## PROMPT
Copy out each line in the listing below where the word "RouterConfig" appears.

BEGIN GIVEN DATA

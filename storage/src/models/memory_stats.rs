//! Aggregate statistics over one user's long-term memories.
//!
//! Returned by LongMemoryStore::stats.

use std::collections::BTreeMap;

use chrono::{DateTime, Utc};
use serde::{Deserialize, Serialize};

#[derive(Debug, Clone, PartialEq, Serialize, Deserialize)]
pub struct MemoryStats {
    pub total_memories: i64,
    /// memory_type -> count
    pub memory_types: BTreeMap<String, i64>,
    /// Rounded to two decimals; 0.0 when the user has no memories.
    pub average_importance: f64,
    pub most_recent_memory: Option<DateTime<Utc>>,
}
//! AppConfig: every config group the server needs. Use load() for env-based loading.

use anyhow::Result;
use embedding::EnvEmbeddingConfig;
use llm_client::EnvLlmConfig;
use web_search::EnvSearchConfig;

use super::{BaseConfig, RouterConfig, VectorStoreConfig};

#[derive(Debug, Clone)]
pub struct AppConfig {
    pub base: BaseConfig,
    pub llm: EnvLlmConfig,
    pub embedding: EnvEmbeddingConfig,
    pub search: EnvSearchConfig,
    pub vector_store: VectorStoreConfig,
    pub router: RouterConfig,
}

impl AppConfig {
    /// Loads every group from the environment and validates the result.
    pub fn load() -> Result<Self> {
        let config = Self {
            base: BaseConfig::from_env()?,
            llm: EnvLlmConfig::from_env()?,
            embedding: EnvEmbeddingConfig::from_env()?,
            search: EnvSearchConfig::from_env()?,
            vector_store: VectorStoreConfig::from_env()?,
            router: RouterConfig::from_env()?,
        };
        config.validate()?;
        Ok(config)
    }

    pub fn validate(&self) -> Result<()> {
        self.llm.validate()?;
        self.embedding.validate()?;
        self.search.validate()?;
        self.router.validate()
    }
}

END GIVEN DATA

## EXPECTED ANSWER
use super::{BaseConfig, RouterConfig, VectorStoreConfig};
    pub router: RouterConfig,
            router: RouterConfig::from_env()?,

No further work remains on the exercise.